第71話 昨日のケンカ
長文、あしからず。
◆臭い問題
僕たちは、マンション管理組合の理事長を務めている。
今年、大規模修繕工事を控えていて、つい先日の日曜日にも「大規模修繕委員会」と「理事会」とを行なった。
理事会で、マンション隣の飲食店の、【臭い】が問題として上がった。
焼き肉の臭い。
1年前。A店が閉店。代わりに現在のK店が開店。経営する企業は同じで、屋号の変更だ。店舗を改装しプレオープン。そのタイミングで「くさい」と、何件かから苦情が出た。
ダクトの向きを変更してくれないかとお願いした。
すると、担当の責任者は速攻で対応してくれた。
ダクトの位置を変える工事が完了するまでは、大量の段ボールで排気の向きを変える応急処置を、「そうしてほしい」と言った1時間後には、キッチリやってくれて、実は、僕たちは好感をおぼえたのだった。
ダクトがマンションに近い位置にあったときは、たしかに凄い臭いだった。しかし、向きを90度変え、位置を15mくらい離した位置に変更されたら、なんとか妥協できるくらいには改善されたのだ。
この件では、昨年、お店に何度も電話した。
・・・もう苦情を言いたくない。ゆかりちゃんも同意見。
窓を閉めればいいのに。これもゆかりちゃんも同意見。
僕は思った。
ひょっとして、窓を開けていたいのか?
◆建築系YouTube
僕は、不動産屋兼工務店で働いていたこともあり、建築系の番組が大好きだ。ゆかりちゃんもビフォーアフターの大ファンだ。
さらに僕は進化して、建築系のYouTubeをたくさん見ている。
そうすると【本物】に出会う。

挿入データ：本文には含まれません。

use std::pin::Pin;
use std::sync::{Arc, Mutex, MutexGuard, PoisonError};
use std::task::{Context, Poll};

use arc_swap::ArcSwap;
use futures::Stream;
use tokio::sync::mpsc;

/// Observable cell holding the latest snapshot of `T`.
///
/// Every subscriber gets the current snapshot as its first item and then each later
/// snapshot exactly once, in the order the replacements were committed. Delivery is
/// buffered per subscriber, so a slow reader lags but never skips a snapshot.
pub struct Signal<T> {
    current: ArcSwap<T>,
    // Publishing and subscribing both hold this lock so a new subscriber can never
    // miss a snapshot or see one twice.
    subscribers: Mutex<Vec<mpsc::UnboundedSender<Arc<T>>>>,
}

impl<T> Signal<T>
where
    T: Send + Sync + 'static,
{
    pub fn new(initial: T) -> Self {
        Self {
            current: ArcSwap::from_pointee(initial),
            subscribers: Mutex::new(Vec::new()),
        }
    }

    /// Lock-free read of the latest committed snapshot.
    pub fn get(&self) -> Arc<T> {
        self.current.load_full()
    }

    pub fn subscribe(&self) -> Subscription<T> {
        let (sender, receiver) = mpsc::unbounded_channel();
        let mut subscribers = self.lock_subscribers();
        sender.send(self.current.load_full()).ok();
        subscribers.push(sender);
        Subscription { receiver }
    }

    /// Swaps in a new snapshot and pushes it to every live subscriber.
    pub fn replace(&self, value: T) -> Arc<T> {
        let snapshot = Arc::new(value);
        let mut subscribers = self.lock_subscribers();
        self.current.store(Arc::clone(&snapshot));
        subscribers.retain(|subscriber| subscriber.send(Arc::clone(&snapshot)).is_ok());
        snapshot
    }

    /// Read-modify-write of the current snapshot as one commit.
    pub fn update(&self, mutate: impl FnOnce(&mut T)) -> Arc<T>
    where
        T: Clone,
    {
        let mut subscribers = self.lock_subscribers();
        let mut next = self.current.load_full().as_ref().clone();
        mutate(&mut next);
        let snapshot = Arc::new(next);
        self.current.store(Arc::clone(&snapshot));
        subscribers.retain(|subscriber| subscriber.send(Arc::clone(&snapshot)).is_ok());
        snapshot
    }

    pub fn subscriber_count(&self) -> usize {
        let mut subscribers = self.lock_subscribers();
        subscribers.retain(|subscriber| !subscriber.is_closed());
        subscribers.len()
    }

    fn lock_subscribers(&self) -> MutexGuard<'_, Vec<mpsc::UnboundedSender<Arc<T>>>> {
        self.subscribers
            .lock()
            .unwrap_or_else(PoisonError::into_inner)
    }
}

impl<T> Default for Signal<T>
where
    T: Default + Send + Sync + 'static,
{
    fn default() -> Self {
        Self::new(T::default())
    }
}

/// Ordered stream of snapshots from a [`Signal`]. Dropping it unsubscribes.
pub struct Subscription<T> {
    receiver: mpsc::UnboundedReceiver<Arc<T>>,
}

impl<T> Subscription<T> {
    pub async fn recv(&mut self) -> Option<Arc<T>> {
        self.receiver.recv().await
    }

    pub fn try_recv(&mut self) -> Option<Arc<T>> {
        self.receiver.try_recv().ok()
    }
}

impl<T> Stream for Subscription<T> {
    type Item = Arc<T>;

    fn poll_next(mut self: Pin<&mut Self>, cx: &mut Context<'_>) -> Poll<Option<Self::Item>> {
        self.receiver.poll_recv(cx)
    }
}
use std::sync::Arc;
use std::time::Duration;

use bandconnect_messaging::{
    Location, Message, MessageId, MessagePriority, MessageRepository, MessageStatus,
    MessagingResult, NewMessage, Signal, Subscription,
};
use futures::StreamExt;

use super::PresenterTasks;
use crate::users::{User, UserDirectory};

pub const NOT_SIGNED_IN_ERROR: &str = "You need to be logged in to send messages.";
pub const RECIPIENT_NOT_FOUND_ERROR: &str = "Recipient not found.";

#[derive(Debug, Clone, PartialEq)]
pub struct MessageUiState {
    pub is_loading: bool,
    pub recipient: Option<User>,
    pub messages: Vec<Message>,
    pub current_user_id: String,
    pub is_recipient_online: bool,
    pub quick_responses: Vec<String>,
    pub error_message: Option<String>,
}

impl Default for MessageUiState {
    fn default() -> Self {
        Self {
            is_loading: true,
            recipient: None,
            messages: Vec::new(),
            current_user_id: String::new(),
            is_recipient_online: false,
            quick_responses: Vec::new(),
            error_message: None,
        }
    }
}

/// Direct-message thread between the signed-in user and one recipient.
pub struct MessagePresenter {
    repository: Arc<MessageRepository>,
    directory: Arc<UserDirectory>,
    online_window: Duration,
    state: Arc<Signal<MessageUiState>>,
    tasks: PresenterTasks,
}

impl MessagePresenter {
    pub fn new(
        repository: Arc<MessageRepository>,
        directory: Arc<UserDirectory>,
        online_window: Duration,
    ) -> Self {
        Self {
            repository,
            directory,
            online_window,
            state: Arc::new(Signal::new(MessageUiState::default())),
            tasks: PresenterTasks::default(),
        }
    }

    pub fn state(&self) -> Arc<MessageUiState> {
        self.state.get()
    }

    pub fn subscribe(&self) -> Subscription<MessageUiState> {
        self.state.subscribe()
    }

    /// Opens the thread with `recipient_id`, replacing any previously opened one.
    ///
    /// Incoming messages are marked read as soon as they are observed. Band members
    /// also get their quick responses.
    pub fn init_conversation(&self, recipient_id: &str) {
        self.tasks.abort_all();

        let Some(current_user) = self.directory.current_user() else {
            self.fail(NOT_SIGNED_IN_ERROR);
            return;
        };
        let Some(recipient) = self.directory.user_by_id(recipient_id) else {
            tracing::debug!(recipient_id, "recipient lookup failed");
            self.fail(RECIPIENT_NOT_FOUND_ERROR);
            return;
        };

        let is_recipient_online = self.directory.is_online(&recipient, self.online_window);
        self.state.replace(MessageUiState {
            is_loading: true,
            recipient: Some(recipient.clone()),
            current_user_id: current_user.id.clone(),
            is_recipient_online,
            ..MessageUiState::default()
        });

        self.tasks.push(tokio::spawn(watch_thread(
            Arc::clone(&self.repository),
            Arc::clone(&self.state),
            current_user.id.clone(),
            recipient.id,
        )));
        if current_user.is_band_member() {
            self.tasks.push(tokio::spawn(watch_quick_responses(
                Arc::clone(&self.repository),
                Arc::clone(&self.state),
                current_user.id,
            )));
        }

        self.state.update(|state| state.is_loading = false);
    }

    /// Sends `content` to the open thread's recipient.
    ///
    /// Returns `Ok(None)` when there is nothing to send: blank content, nobody signed
    /// in, or no thread opened yet.
    pub async fn send_message(
        &self,
        content: &str,
        location: Option<Location>,
    ) -> MessagingResult<Option<Message>> {
        self.send(NewMessageDraft {
            content: content.to_string(),
            location,
            is_quick_response: false,
        })
        .await
    }

    /// Sends the quick response at `index`; out-of-range indices are ignored.
    pub async fn send_quick_response(&self, index: usize) -> MessagingResult<Option<Message>> {
        let Some(content) = self.state.get().quick_responses.get(index).cloned() else {
            tracing::debug!(index, "quick response index out of range");
            return Ok(None);
        };

        self.send(NewMessageDraft {
            content,
            location: None,
            is_quick_response: true,
        })
        .await
    }

    pub fn stop(&self) {
        self.tasks.abort_all();
    }

    async fn send(&self, draft: NewMessageDraft) -> MessagingResult<Option<Message>> {
        if draft.content.trim().is_empty() {
            return Ok(None);
        }
        let Some(current_user) = self.directory.current_user() else {
            return Ok(None);
        };
        let Some(recipient_id) = self
            .state
            .get()
            .recipient
            .as_ref()
            .map(|recipient| recipient.id.clone())
        else {
            return Ok(None);
        };

        let priority = if current_user.is_band_member() {
            MessagePriority::High
        } else {
            MessagePriority::Normal
        };

        let mut input = NewMessage::new(current_user.id.as_str(), recipient_id, draft.content)
            .with_priority(priority);
        if let Some(location) = draft.location {
            input = input.with_location(location);
        }
        if draft.is_quick_response {
            input = input.as_quick_response();
        }

        let message = self.repository.send_message(input).await?;
        self.directory.touch(&current_user.id).await;
        Ok(Some(message))
    }

    fn fail(&self, error_message: &str) {
        self.state.update(|state| {
            state.is_loading = false;
            state.error_message = Some(error_message.to_string());
        });
    }
}

struct NewMessageDraft {
    content: String,
    location: Option<Location>,
    is_quick_response: bool,
}

async fn watch_thread(
    repository: Arc<MessageRepository>,
    state: Arc<Signal<MessageUiState>>,
    current_user_id: String,
    recipient_id: String,
) {
    let mut thread = repository.messages_with_user(current_user_id.clone(), recipient_id);

    while let Some(messages) = thread.next().await {
        let unread = messages
            .iter()
            .filter(|message| {
                message.receiver_id == current_user_id && message.status != MessageStatus::Read
            })
            .map(|message| message.id)
            .collect::<Vec<MessageId>>();

        state.update(|state| state.messages = messages);

        for message_id in unread {
            repository.mark_message_as_read(message_id).await;
        }
    }
}

async fn watch_quick_responses(
    repository: Arc<MessageRepository>,
    state: Arc<Signal<MessageUiState>>,
    band_member_id: String,
) {
    let mut live = repository.quick_responses_for_band_member(band_member_id);

    while let Some(responses) = live.next().await {
        state.update(|state| {
            state.quick_responses = responses
                .into_iter()
                .map(|response| response.content)
                .collect();
        });
    }
}

#[cfg(test)]
mod tests {
    use bandconnect_messaging::NewMessage;

    use super::*;
    use crate::presenter::test_support::{fixtures, wait_for};
    use crate::settings::DEFAULT_ONLINE_WINDOW_SECONDS;

    fn window() -> Duration {
        Duration::from_secs(DEFAULT_ONLINE_WINDOW_SECONDS)
    }

    #[tokio::test]
    async fn init_requires_sign_in_and_known_recipient() {
        let (_, repository, directory) = fixtures();
        let presenter = MessagePresenter::new(repository, Arc::clone(&directory), window());

        presenter.init_conversation("user2");
        assert_eq!(
            presenter.state().error_message.as_deref(),
            Some(NOT_SIGNED_IN_ERROR)
        );
        assert!(!presenter.state().is_loading);

        directory.login("john@example.com").await.expect("seeded account");
        presenter.init_conversation("ghost");
        assert_eq!(
            presenter.state().error_message.as_deref(),
            Some(RECIPIENT_NOT_FOUND_ERROR)
        );
    }

    #[tokio::test]
    async fn band_member_sends_high_priority_and_sees_quick_responses() {
        let (_, repository, directory) = fixtures();
        directory.login("john@example.com").await.expect("seeded account");
        let presenter =
            MessagePresenter::new(Arc::clone(&repository), Arc::clone(&directory), window());
        let mut states = presenter.subscribe();

        presenter.init_conversation("fan1");
        let ready = wait_for(&mut states, |state| state.quick_responses.len() == 2).await;
        assert_eq!(ready.current_user_id, "user1");
        assert!(ready.is_recipient_online);
        assert!(ready.error_message.is_none());

        let sent = presenter
            .send_message("see you at the show", None)
            .await
            .expect("send succeeds")
            .expect("message was sent");
        assert_eq!(sent.priority, MessagePriority::High);
        assert_eq!(sent.receiver_id, "fan1");

        let quick = presenter
            .send_quick_response(1)
            .await
            .expect("send succeeds")
            .expect("index in range");
        assert!(quick.is_quick_response);
        assert_eq!(
            quick.content,
            "We'll be in your city soon! Keep an eye on our tour dates."
        );

        assert!(
            presenter
                .send_quick_response(9)
                .await
                .expect("no error")
                .is_none()
        );
        assert!(presenter.send_message("   ", None).await.expect("no error").is_none());

        let thread = wait_for(&mut states, |state| state.messages.len() == 2).await;
        assert_eq!(thread.messages[0].content, "see you at the show");
    }

    #[tokio::test]
    async fn fan_sends_normal_priority_without_quick_responses() {
        let (_, repository, directory) = fixtures();
        directory.login("riley@example.com").await.expect("seeded fan");
        let presenter =
            MessagePresenter::new(Arc::clone(&repository), Arc::clone(&directory), window());

        presenter.init_conversation("user1");
        let sent = presenter
            .send_message("big fan!", None)
            .await
            .expect("send succeeds")
            .expect("message was sent");
        assert_eq!(sent.priority, MessagePriority::Normal);
        assert!(presenter.state().quick_responses.is_empty());
    }

    #[tokio::test]
    async fn incoming_messages_are_marked_read_once_observed() {
        let (_, repository, directory) = fixtures();
        directory.login("john@example.com").await.expect("seeded account");
        let incoming = repository
            .send_message(NewMessage::new("fan1", "user1", "hello from the front row"))
            .await
            .expect("send");
        let outgoing = repository
            .send_message(NewMessage::new("user1", "fan1", "thanks!"))
            .await
            .expect("send");

        let presenter =
            MessagePresenter::new(Arc::clone(&repository), Arc::clone(&directory), window());
        let mut states = presenter.subscribe();
        presenter.init_conversation("fan1");

        wait_for(&mut states, |state| {
            state
                .messages
                .iter()
                .any(|message| message.id == incoming.id && message.status == MessageStatus::Read)
        })
        .await;

        assert_eq!(
            repository.find_message(incoming.id).map(|message| message.status),
            Some(MessageStatus::Read)
        );
        // Messages sent by the signed-in user stay untouched.
        assert_eq!(
            repository.find_message(outgoing.id).map(|message| message.status),
            Some(MessageStatus::Sent)
        );
    }
}
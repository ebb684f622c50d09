use snafu::Snafu;

#[derive(Debug, Snafu)]
#[snafu(visibility(pub(crate)))]
pub enum MessagingError {
    #[snafu(display("invalid input on `{stage}`: {field} must not be blank"))]
    InvalidInput {
        stage: &'static str,
        field: &'static str,
    },
    #[snafu(display("messaging id '{raw}' is invalid for {id_type}"))]
    InvalidId {
        stage: &'static str,
        id_type: &'static str,
        raw: String,
        source: uuid::Error,
    },
}

pub type MessagingResult<T> = Result<T, MessagingError>;

/// Rejects blank (empty or whitespace-only) text fields.
pub(crate) fn ensure_present(
    value: &str,
    stage: &'static str,
    field: &'static str,
) -> MessagingResult<()> {
    snafu::ensure!(!value.trim().is_empty(), InvalidInputSnafu { stage, field });
    Ok(())
}
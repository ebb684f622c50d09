use std::fmt;
use std::str::FromStr;

use serde::{Deserialize, Serialize};
use snafu::ResultExt;
use uuid::Uuid;

use super::error::{InvalidIdSnafu, MessagingError, MessagingResult};

macro_rules! define_messaging_id {
    ($name:ident, $id_type:literal) => {
        #[derive(
            Debug, Clone, Copy, PartialEq, Eq, Hash, PartialOrd, Ord, Serialize, Deserialize,
        )]
        #[serde(transparent)]
        pub struct $name(pub Uuid);

        impl $name {
            pub fn new(raw: Uuid) -> Self {
                Self(raw)
            }

            pub fn random() -> Self {
                Self(Uuid::new_v4())
            }

            pub fn parse(raw: &str) -> MessagingResult<Self> {
                let parsed = Uuid::parse_str(raw).context(InvalidIdSnafu {
                    stage: "parse-messaging-id",
                    id_type: $id_type,
                    raw: raw.to_string(),
                })?;
                Ok(Self(parsed))
            }

            pub fn as_uuid(&self) -> Uuid {
                self.0
            }
        }

        impl fmt::Display for $name {
            fn fmt(&self, formatter: &mut fmt::Formatter<'_>) -> fmt::Result {
                write!(formatter, "{}", self.0)
            }
        }

        impl From<Uuid> for $name {
            fn from(value: Uuid) -> Self {
                Self::new(value)
            }
        }

        impl FromStr for $name {
            type Err = MessagingError;

            fn from_str(raw: &str) -> MessagingResult<Self> {
                Self::parse(raw)
            }
        }
    };
}

define_messaging_id!(MessageId, "message-id");
define_messaging_id!(ConversationId, "conversation-id");
define_messaging_id!(QuickResponseId, "quick-response-id");
//! Screen-level presenters. Each one subscribes to the repository and the user
//! directory, folds their emissions into a UI state [`Signal`] and forwards user
//! intents back to the repository.
//!
//! [`Signal`]: bandconnect_messaging::Signal

pub mod conversations;
pub mod message;

pub use conversations::{ConversationsPresenter, ConversationsUiState};
pub use message::{MessagePresenter, MessageUiState};

use std::sync::{Mutex, PoisonError};

use tokio::task::JoinHandle;

/// Background tasks owned by a presenter; aborted on replace and on drop.
#[derive(Default)]
pub(crate) struct PresenterTasks {
    handles: Mutex<Vec<JoinHandle<()>>>,
}

impl PresenterTasks {
    pub(crate) fn push(&self, handle: JoinHandle<()>) {
        self.handles
            .lock()
            .unwrap_or_else(PoisonError::into_inner)
            .push(handle);
    }

    pub(crate) fn abort_all(&self) {
        let handles = std::mem::take(
            &mut *self
                .handles
                .lock()
                .unwrap_or_else(PoisonError::into_inner),
        );
        for handle in handles {
            handle.abort();
        }
    }
}

impl Drop for PresenterTasks {
    fn drop(&mut self) {
        self.abort_all();
    }
}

本物がわかる。
レベルが違う。
本物なのだ。お客様のことを考え、本当のことを、めちゃくちゃ重要なことを教えてくれる。
参考までに【松尾設計室 YouTube】で、ぜひ検索&視聴あれ。
娘への遺言に、「将来家を建てるなら、松尾設計室のYouTubeは必ず観なさい」と書いてある。本当に書いてある。そのくらい本物。
兵庫県の会社だし、そこで作れなんて言わない。ただ、契約前に知っておくべき知識というのはある。だから遺言には「観なさい」としたのだ。
電気代の節約。
カビ対策。
ダニ対策。
ヒートショック対策。
などなど、快適に暮らすための、希少で重要な情報ばかりが無料で観れる。知れる。
素晴らしい時代になった。
◆号外「エアコンの使い方 来る大規模修繕工事に向けて」を書いた
「そうだ。大規模修繕工事も近いし、エアコンのことも・・・」と閃いた。
これはナイスアイディアだ!
・工事中はネットで覆われる
・塗装工事のとき、半日弱、エアコンが使えない日あり
・ちなみに我が家は、夏はエアコンをつけっぱなし(一昨年まえから)
・電気代変わらないか、少し安い
・帰宅して涼しいのはメリット
・松尾設計室のYouTubeも紹介
このように書けば、臭いとは関係なく窓を閉める、そんな家庭も、もしかしたら増えるかも。
直接「臭いなら閉めれば?」というより、何倍も良い提案に思えた。
ついでに、大規模修繕工事の見積りが、管理会社の見立てより500万円も安くなったという報告も入れた。
マインドマップを作って、わかりやすい文章にした。
けっこうユーモアのある文になったと思う。
「エアコンの使い方」という号外だが、結果的には窓を閉める生活をしてくれるかもしれない。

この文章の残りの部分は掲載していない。